As US competition intensifies for reverse-engineered simple generics, Sun and other Indian drug-makers have been developing more complex therapies to generate new revenue streams. Sun has high hopes for a late-stage psoriasis inhibitor, tildrakizumab, to which it acquired worldwide rights in 2014 from Merck, which is responsible for submitting a Biologics License Application (BLA) to the FDA. The drug, for which US approval is expected to be filed in the third quarter, has the least frequent dosing in its class at once a quarter. (Also see "Sun Builds On Psoriasis Data But Can It Hold In Crowded Space?" - Scrip, 3 Apr, 2017.)
Shanghvi told analysts Sun will keep investing to boost its global specialty and complex generics pipeline as the company adjusts to what he has called the “new normal” in the generic-drugs industry. (Also see "Sun Chief Sees ‘New Normal’ For First-To-File ANDAs Amid US Price Pressure" - Scrip, 29 May, 2017.) In December 2016, the company launched its first branded ophthalmic product in the US in what Sun called a "milestone" in its quest to build scale in the global specialty drug business. (Also see "First US Branded Ophthalmic Launch A ‘Milestone’ For Sun" - Scrip, 4 Dec, 2016.)
The company is spending around 8.5% of sales on R&D and analysts say meaningful revenues from stepped-up investment could start flowing in fiscal 2019. Close to half of US medical spending now goes on specialty drugs for cancer, arthritis, multiple sclerosis and other conditions. These niche drugs offer higher margins and lower competition but are costly and harder to develop and involve much longer gestation than copycat generics.
“During that build phase, there will be an impact on margins, (but) these products offer potentially a lot of cash-flow generation. Once they start generating revenue, it will justify the spend,” Shanghvi said.
Sun said it had a comprehensive product offering in the US market consisting of approved ANDAs for 433 products and filings for 151 ANDAs awaiting FDA approval, including 16 tentative approvals. For the quarter, Sun filed five ANDAs and received eight approvals. The pipeline also includes 37 approved NDAs and five NDAs await FDA approval.
Sun’s peers like Dr. Reddy's Laboratories Ltd. and Lupin Ltd. have also had a rough first quarter amid weak US sales and their share prices have been battered too. (Also see "First US Branded Ophthalmic Launch A ‘Milestone’ For Sun" - Scrip, 4 Dec, 2016.) Bucking the trend, Cipla Ltd. , whose US market dependence is lower than its peers, posted a 21% net profit rise.

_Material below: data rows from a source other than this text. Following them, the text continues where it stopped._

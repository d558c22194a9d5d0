//! Inbound request shapes and their validation rules.

use serde::Serialize;
use serde_json::Value;

use crate::errors::ServiceError;

pub const LOGIN_REQUIRED: &str = "username and password are required";
pub const EMAIL_REQUIRED: &str = "email and trackingNumber are required";
pub const CLIENT_ID_INVALID: &str = "clientId must be a numeric value";

/// Parse a raw request body leniently: anything that is not valid JSON is
/// treated like an empty body, so it fails field validation instead.
pub fn parse_body(bytes: &[u8]) -> Value {
    serde_json::from_slice(bytes).unwrap_or(Value::Null)
}

/// Trims Unicode whitespace plus the byte-order mark, which browsers treat as blank.
pub fn trim_blank(s: &str) -> &str {
    s.trim_matches(|c: char| c.is_whitespace() || c == '\u{feff}')
}

/// A string field that is non-empty after trimming, returned trimmed.
/// Non-string values and non-object bodies yield `None`.
pub fn required_text<'a>(body: &'a Value, field: &str) -> Option<&'a str> {
    body.get(field)?
        .as_str()
        .map(trim_blank)
        .filter(|s| !s.is_empty())
}

/// Placeholder credential check. Holds the values only long enough to
/// validate them; nothing is verified or stored.
pub struct LoginRequest {
    pub username: String,
    pub password: String,
}

impl std::fmt::Debug for LoginRequest {
    fn fmt(&self, f: &mut std::fmt::Formatter<'_>) -> std::fmt::Result {
        f.debug_struct("LoginRequest")
            .field("username", &self.username)
            .field("password", &"<redacted>")
            .finish()
    }
}

impl LoginRequest {
    pub fn from_json(body: &Value) -> Result<Self, ServiceError> {
        match (required_text(body, "username"), required_text(body, "password")) {
            (Some(username), Some(password)) => Ok(Self {
                username: username.to_string(),
                password: password.to_string(),
            }),
            _ => Err(ServiceError::validation(LOGIN_REQUIRED)),
        }
    }
}

/// Outbound webhook payload; fields are already trimmed.
#[derive(Debug, Clone, Serialize, PartialEq, Eq)]
#[serde(rename_all = "camelCase")]
pub struct EmailDispatchRequest {
    pub email: String,
    pub tracking_number: String,
}

impl EmailDispatchRequest {
    pub fn from_json(body: &Value) -> Result<Self, ServiceError> {
        match (required_text(body, "email"), required_text(body, "trackingNumber")) {
            (Some(email), Some(tracking)) => Ok(Self {
                email: email.to_string(),
                tracking_number: tracking.to_string(),
            }),
            _ => Err(ServiceError::validation(EMAIL_REQUIRED)),
        }
    }
}

#[derive(Debug, Clone, PartialEq, Eq)]
pub struct ClientLookupQuery {
    client_id: String,
}

impl ClientLookupQuery {
    /// Trimmed id made of one or more ASCII digits.
    pub fn parse(raw: &str) -> Result<Self, ServiceError> {
        let id = trim_blank(raw);
        if id.is_empty() || !id.bytes().all(|b| b.is_ascii_digit()) {
            return Err(ServiceError::validation(CLIENT_ID_INVALID));
        }
        Ok(Self { client_id: id.to_string() })
    }

    pub fn client_id(&self) -> &str {
        &self.client_id
    }
}

#[cfg(test)]
mod tests {
    use super::*;
    use serde_json::json;

    #[test]
    fn login_accepts_any_non_blank_pair() {
        let req = LoginRequest::from_json(&json!({"username": " ann ", "password": "x"})).unwrap();
        assert_eq!(req.username, "ann");
        assert_eq!(req.password, "x");
    }

    #[test]
    fn login_rejects_missing_blank_or_non_string() {
        let cases = [
            json!({}),
            json!({"username": "a"}),
            json!({"password": "b"}),
            json!({"username": "", "password": "b"}),
            json!({"username": "a", "password": "   "}),
            json!({"username": "\t\n", "password": "b"}),
            json!({"username": "\u{feff}", "password": "b"}),
            json!({"username": "a", "password": " \u{feff}\u{a0} "}),
            json!({"username": 1, "password": "b"}),
            json!({"username": "a", "password": null}),
            json!(["a", "b"]),
            Value::Null,
        ];
        for body in cases {
            let err = LoginRequest::from_json(&body).unwrap_err();
            assert_eq!(err, ServiceError::validation(LOGIN_REQUIRED), "body: {body}");
        }
    }

    #[test]
    fn login_debug_hides_password() {
        let req = LoginRequest::from_json(&json!({"username": "ann", "password": "hunter2"})).unwrap();
        let rendered = format!("{req:?}");
        assert!(!rendered.contains("hunter2"));
        assert!(rendered.contains("<redacted>"));
    }

    #[test]
    fn email_request_trims_and_renames() {
        let req = EmailDispatchRequest::from_json(
            &json!({"email": "  a@b.com ", "trackingNumber": " 1Z999 "}),
        )
        .unwrap();
        assert_eq!(
            serde_json::to_value(&req).unwrap(),
            json!({"email": "a@b.com", "trackingNumber": "1Z999"})
        );
    }

    #[test]
    fn email_request_requires_both_fields() {
        for body in [
            json!({"email": "a@b.com"}),
            json!({"trackingNumber": "1Z"}),
            json!({"email": " ", "trackingNumber": "1Z"}),
            json!({"email": "a@b.com", "trackingNumber": 42}),
        ] {
            assert_eq!(
                EmailDispatchRequest::from_json(&body).unwrap_err(),
                ServiceError::validation(EMAIL_REQUIRED)
            );
        }
    }

    #[test]
    fn client_id_must_be_all_digits() {
        for raw in ["12a", "", "   ", "1.0", "-5", "+5", "1 2", "٣"] {
            assert!(ClientLookupQuery::parse(raw).is_err(), "accepted {raw:?}");
        }
    }

    #[test]
    fn client_id_is_trimmed() {
        let q = ClientLookupQuery::parse(" 0042 ").unwrap();
        assert_eq!(q.client_id(), "0042");
        let q = ClientLookupQuery::parse("\u{feff}7").unwrap();
        assert_eq!(q.client_id(), "7");
    }

    #[test]
    fn malformed_body_parses_as_null() {
        assert_eq!(parse_body(b"{not json"), Value::Null);
        assert_eq!(parse_body(b""), Value::Null);
        assert_eq!(parse_body(br#"{"a":1}"#), json!({"a": 1}));
    }
}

In past years, Shanghvi leveraged Sun’s strong profitability to grow the company through acquisitions, mainly of troubled companies, and the entrepreneur was known as the “turnaround king.” But Sun’s acquisition of rival Ranbaxy has been more problem-ridden than expected. The lifting of an FDA ban on former Ranbaxy plant Mohali earlier this year marked a rare piece of good news for Sun since it bought the company. Shanghvi, however, said Sun was on track to realize expected merger synergies of $300m from its Ranbaxy purchase. (Also see "FDA To Lift Ban On Ranbaxy Plant; Good News For Sun Compliance Push?" - Scrip, 15 Mar, 2017.)
“Everyone, everywhere in the company is acutely aware that this is not something investors expect from us, we will find ways to work towards improving that,” said Shanghvi, whose own net worth has fallen by a staggering $14.1bn from its peak two years ago due to the tumble in Sun’s share value, according to the Bloomberg Billionaires Index. The plunge in Sun’s share price knocked Shanghvi from a brief spell as India’s richest person to sixth place in the rankings, the index showed.